*** Data records Section Begins ***

//! Evaluation criteria and scored employee evaluations.

use std::collections::{HashMap, HashSet};

use rust_decimal::Decimal;
use rusqlite::{OptionalExtension, Row, params};
use tracing::info;

use crate::error::{HrError, HrResult, is_unique_violation};
use crate::models::{Evaluation, EvaluationCriterion, EvaluationDetail, NewEvaluation};

use super::{Database, get_decimal};

fn criterion_from_row(row: &Row<'_>) -> rusqlite::Result<EvaluationCriterion> {
    Ok(EvaluationCriterion {
        id: row.get("id")?,
        name: row.get("name")?,
        description: row.get("description")?,
        max_points: row.get("max_points")?,
    })
}

const EVALUATION_COLUMNS: &str =
    "id, employee_id, evaluation_period, evaluation_date, total_score, evaluator_user_id, comments";

fn evaluation_from_row(row: &Row<'_>) -> rusqlite::Result<Evaluation> {
    Ok(Evaluation {
        id: row.get("id")?,
        employee_id: row.get("employee_id")?,
        period: row.get("evaluation_period")?,
        evaluation_date: row.get("evaluation_date")?,
        total_score: get_decimal(row, "total_score")?,
        evaluator_user_id: row.get("evaluator_user_id")?,
        comments: row.get("comments")?,
        details: Vec::new(),
    })
}

impl Database {
    /// Adds a scoring criterion. Names are unique and `max_points` must be
    /// positive.
    pub fn add_criterion(&self, name: &str, description: Option<&str>, max_points: i64) -> HrResult<i64> {
        let name = name.trim();
        if name.is_empty() {
            return Err(HrError::invalid("name", "must not be empty"));
        }
        if max_points <= 0 {
            return Err(HrError::invalid("max_points", "must be positive"));
        }
        match self.conn().execute(
            "INSERT INTO evaluation_criteria (name, description, max_points) VALUES (?1, ?2, ?3)",
            params![name, description, max_points],
        ) {
            Ok(_) => Ok(self.conn().last_insert_rowid()),
            Err(e) if is_unique_violation(&e) => Err(HrError::invalid(
                "name",
                format!("criterion '{}' already exists", name),
            )),
            Err(e) => Err(e.into()),
        }
    }

    /// All criteria, by name.
    pub fn list_criteria(&self) -> HrResult<Vec<EvaluationCriterion>> {
        let mut stmt = self
            .conn()
            .prepare("SELECT id, name, description, max_points FROM evaluation_criteria ORDER BY name")?;
        let rows = stmt.query_map([], criterion_from_row)?;
        Ok(rows.collect::<Result<Vec<_>, _>>()?)
    }

    /// Deletes a criterion that no evaluation has scored.
    pub fn delete_criterion(&self, criterion_id: i64) -> HrResult<()> {
        let used: i64 = self.conn().query_row(
            "SELECT COUNT(*) FROM evaluation_details WHERE criterion_id = ?1",
            params![criterion_id],
            |r| r.get(0),
        )?;
        if used > 0 {
            return Err(HrError::invalid(
                "criterion_id",
                format!("criterion {} is used by {} evaluation score(s)", criterion_id, used),
            ));
        }
        let deleted = self
            .conn()
            .execute("DELETE FROM evaluation_criteria WHERE id = ?1", params![criterion_id])?;
        if deleted == 0 {
            return Err(HrError::invalid("criterion_id", format!("no criterion {}", criterion_id)));
        }
        Ok(())
    }

    /// Stores an evaluation with its scores in one transaction.
    ///
    /// Every score must lie within `0..=max_points` of its criterion and
    /// each criterion may be scored once. The total is the sum of the scores.
    pub fn add_evaluation(&self, new: &NewEvaluation) -> HrResult<i64> {
        self.get_employee(&new.employee_id, true)?;
        if new.scores.is_empty() {
            return Err(HrError::invalid("scores", "at least one score is required"));
        }
        let criteria: HashMap<i64, EvaluationCriterion> = self
            .list_criteria()?
            .into_iter()
            .map(|c| (c.id, c))
            .collect();
        let mut seen = HashSet::with_capacity(new.scores.len());
        for score in &new.scores {
            if !seen.insert(score.criterion_id) {
                return Err(HrError::invalid(
                    "criterion_id",
                    format!("criterion {} scored more than once", score.criterion_id),
                ));
            }
            let criterion = criteria.get(&score.criterion_id).ok_or_else(|| {
                HrError::invalid("criterion_id", format!("no criterion {}", score.criterion_id))
            })?;
            if score.score < Decimal::ZERO || score.score > Decimal::from(criterion.max_points) {
                return Err(HrError::invalid(
                    "score",
                    format!(
                        "{} for '{}' is outside 0..={}",
                        score.score, criterion.name, criterion.max_points
                    ),
                ));
            }
        }
        let total: Decimal = new.scores.iter().map(|s| s.score).sum();

        let tx = self.conn().unchecked_transaction()?;
        tx.execute(
            "INSERT INTO employee_evaluations (
                employee_id, evaluation_period, evaluation_date, total_score, evaluator_user_id, comments
             ) VALUES (?1, ?2, ?3, ?4, ?5, ?6)",
            params![
                new.employee_id,
                new.period,
                new.evaluation_date,
                total.to_string(),
                new.evaluator_user_id,
                new.comments,
            ],
        )?;
        let evaluation_id = tx.last_insert_rowid();
        {
            let mut stmt = tx.prepare(
                "INSERT INTO evaluation_details (evaluation_id, criterion_id, score, comment)
                 VALUES (?1, ?2, ?3, ?4)",
            )?;
            for score in &new.scores {
                stmt.execute(params![
                    evaluation_id,
                    score.criterion_id,
                    score.score.to_string(),
                    score.comment
                ])?;
            }
        }
        tx.commit()?;
        info!(evaluation_id, employee_id = %new.employee_id, total = %total, "evaluation recorded");
        Ok(evaluation_id)
    }

    /// An evaluation with its per-criterion details.
    pub fn get_evaluation(&self, evaluation_id: i64) -> HrResult<Option<Evaluation>> {
        let Some(mut evaluation) = self
            .conn()
            .query_row(
                &format!("SELECT {EVALUATION_COLUMNS} FROM employee_evaluations WHERE id = ?1"),
                params![evaluation_id],
                evaluation_from_row,
            )
            .optional()?
        else {
            return Ok(None);
        };
        let mut stmt = self.conn().prepare(
            "SELECT d.criterion_id, c.name, c.max_points, d.score, d.comment
             FROM evaluation_details d JOIN evaluation_criteria c ON c.id = d.criterion_id
             WHERE d.evaluation_id = ?1 ORDER BY c.name",
        )?;
        let rows = stmt.query_map(params![evaluation_id], |r| {
            Ok(EvaluationDetail {
                criterion_id: r.get("criterion_id")?,
                criterion_name: r.get("name")?,
                max_points: r.get("max_points")?,
                score: get_decimal(r, "score")?,
                comment: r.get("comment")?,
            })
        })?;
        evaluation.details = rows.collect::<Result<Vec<_>, _>>()?;
        Ok(Some(evaluation))
    }

    /// An employee's evaluations, newest first, without details.
    pub fn evaluations_for_employee(&self, employee_id: &str) -> HrResult<Vec<Evaluation>> {
        let mut stmt = self.conn().prepare(&format!(
            "SELECT {EVALUATION_COLUMNS} FROM employee_evaluations
             WHERE employee_id = ?1 ORDER BY evaluation_date DESC, id DESC"
        ))?;
        let rows = stmt.query_map(params![employee_id], evaluation_from_row)?;
        Ok(rows.collect::<Result<Vec<_>, _>>()?)
    }

    /// Mean total score per evaluated employee, ordered by employee id.
    pub fn average_score_by_employee(&self) -> HrResult<Vec<(String, Decimal)>> {
        let mut stmt = self.conn().prepare(
            "SELECT employee_id, total_score FROM employee_evaluations ORDER BY employee_id",
        )?;
        let rows = stmt.query_map([], |r| Ok((r.get::<_, String>(0)?, get_decimal(r, "total_score")?)))?;

        let mut averages: Vec<(String, Decimal, u32)> = Vec::new();
        for row in rows {
            let (employee_id, score) = row?;
            match averages.last_mut() {
                Some((id, sum, n)) if *id == employee_id => {
                    *sum += score;
                    *n += 1;
                }
                _ => averages.push((employee_id, score, 1)),
            }
        }
        Ok(averages
            .into_iter()
            .map(|(id, sum, n)| (id, (sum / Decimal::from(n)).round_dp(2)))
            .collect())
    }
}

#[cfg(test)]
mod tests {
    use super::*;
    use crate::models::ScoreInput;
    use crate::store::test_support;
    use chrono::NaiveDate;

    fn evaluation(employee_id: &str, scores: &[(i64, i64)]) -> NewEvaluation {
        NewEvaluation {
            employee_id: employee_id.to_string(),
            period: Some("2025-Q1".to_string()),
            evaluation_date: NaiveDate::from_ymd_opt(2025, 3, 31).unwrap(),
            evaluator_user_id: Some(1),
            comments: None,
            scores: scores
                .iter()
                .map(|(id, s)| ScoreInput {
                    criterion_id: *id,
                    score: Decimal::from(*s),
                    comment: None,
                })
                .collect(),
        }
    }

    #[test]
    fn test_criterion_rules() {
        let db = test_support::db();
        db.add_criterion("Quality", None, 10).unwrap();
        assert!(db.add_criterion("Quality", None, 5).is_err());
        assert!(db.add_criterion("Speed", None, 0).is_err());
        assert_eq!(db.list_criteria().unwrap().len(), 1);
    }

    #[test]
    fn test_total_is_sum_and_details_returned() {
        let db = test_support::db();
        let emp = test_support::employee(&db, "Ana", 3000);
        let q = db.add_criterion("Quality", None, 10).unwrap();
        let t = db.add_criterion("Teamwork", None, 5).unwrap();

        let id = db.add_evaluation(&evaluation(&emp, &[(q, 8), (t, 4)])).unwrap();
        let stored = db.get_evaluation(id).unwrap().unwrap();
        assert_eq!(stored.total_score, Decimal::from(12));
        assert_eq!(stored.details.len(), 2);
        assert_eq!(stored.details[0].criterion_name, "Quality");
    }

    #[test]
    fn test_score_above_max_writes_nothing() {
        let db = test_support::db();
        let emp = test_support::employee(&db, "Ana", 3000);
        let q = db.add_criterion("Quality", None, 10).unwrap();
        assert!(matches!(
            db.add_evaluation(&evaluation(&emp, &[(q, 11)])),
            Err(HrError::InvalidInput { .. })
        ));
        assert!(db.evaluations_for_employee(&emp).unwrap().is_empty());
    }

    #[test]
    fn test_repeated_criterion_rejected() {
        let db = test_support::db();
        let emp = test_support::employee(&db, "Ana", 3000);
        let q = db.add_criterion("Quality", None, 10).unwrap();
        let t = db.add_criterion("Teamwork", None, 5).unwrap();
        assert!(matches!(
            db.add_evaluation(&evaluation(&emp, &[(q, 8), (t, 3), (q, 8)])),
            Err(HrError::InvalidInput { .. })
        ));
        assert!(db.evaluations_for_employee(&emp).unwrap().is_empty());
    }

    #[test]
    fn test_used_criterion_cannot_be_deleted() {
        let db = test_support::db();
        let emp = test_support::employee(&db, "Ana", 3000);
        let q = db.add_criterion("Quality", None, 10).unwrap();
        db.add_evaluation(&evaluation(&emp, &[(q, 5)])).unwrap();
        assert!(db.delete_criterion(q).is_err());
    }

    #[test]
    fn test_average_per_employee() {
        let db = test_support::db();
        let a = test_support::employee(&db, "Ana", 3000);
        let b = test_support::employee(&db, "Ben", 3000);
        let q = db.add_criterion("Quality", None, 10).unwrap();
        db.add_evaluation(&evaluation(&a, &[(q, 6)])).unwrap();
        db.add_evaluation(&evaluation(&a, &[(q, 9)])).unwrap();
        db.add_evaluation(&evaluation(&b, &[(q, 4)])).unwrap();

        let averages = db.average_score_by_employee().unwrap();
        assert_eq!(averages, vec![(a, Decimal::new(75, 1)), (b, Decimal::from(4))]);
    }
}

*** Data records Section Ends ***

### Exercise aim
Each line above with the word "VALUES" must be returned.

### Written response
            "INSERT INTO evaluation_criteria (name, description, max_points) VALUES (?1, ?2, ?3)",
             ) VALUES (?1, ?2, ?3, ?4, ?5, ?6)",
                 VALUES (?1, ?2, ?3, ?4)",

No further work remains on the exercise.